The most important PE signs are, first, those of life-threatening conditions in any clinical context. For example, a patient, who presents with any degree of respiratory abnormality (tachypnea, bradypnea, apnea, labored breathing, stridor, accessory muscle recruitment or paradoxical breathing) is in respiratory distress. Its detection mandates immediate treatment with oxygen and a sustained effort to establish the cause by looking for stridor (croup, epiglottitis), wheezes (bronchial asthma, bronchitis), reduced breath sounds and changes in percussion note (pneumothorax or pleural effusion) and for signs suggesting pulmonary emboli. Second, we believe that teaching should emphasize the respiratory signs that have been reported to have high positive or low negative LRs (Table 5).
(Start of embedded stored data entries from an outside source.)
pub mod config;
pub mod error;
pub mod logger;
pub mod model_manager;

// Re-export commonly used types
pub use config::{AppConfig, RateLimitFailureMode};
pub use error::{ErrorKind, VoiceTranscriptError};
pub use model_manager::{available_whisper_models, ModelManager, WhisperModel};
pub type Result<T> = std::result::Result<T, VoiceTranscriptError>;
At the other end of the spectrum, the least important respiratory PE signs are those that are no longer employed in clinical practice because of the availability of more easily performed ancillary tests. For example, hand-held spirometry provides an easier and more precise assessment of obstructive airway disease than Hoover's sign and pulsus paradoxus. Spirometry may also alert physicians to the possibility of mild pulmonary disorders, and it may be used for monitoring patients with conditions such as asthma and cystic fibrosis. Similarly, pulse oxymetry may detect reduced blood oxygenation at earlier stages than central cyanosis68. Therefore, we join the calls to incorporate pulse oximetry and spirometry into the PE, and add hand-held oximeters and spirometers to the stethoscope, sphygmomanometer and reflex hammer that a doctor already uses during patient examination69.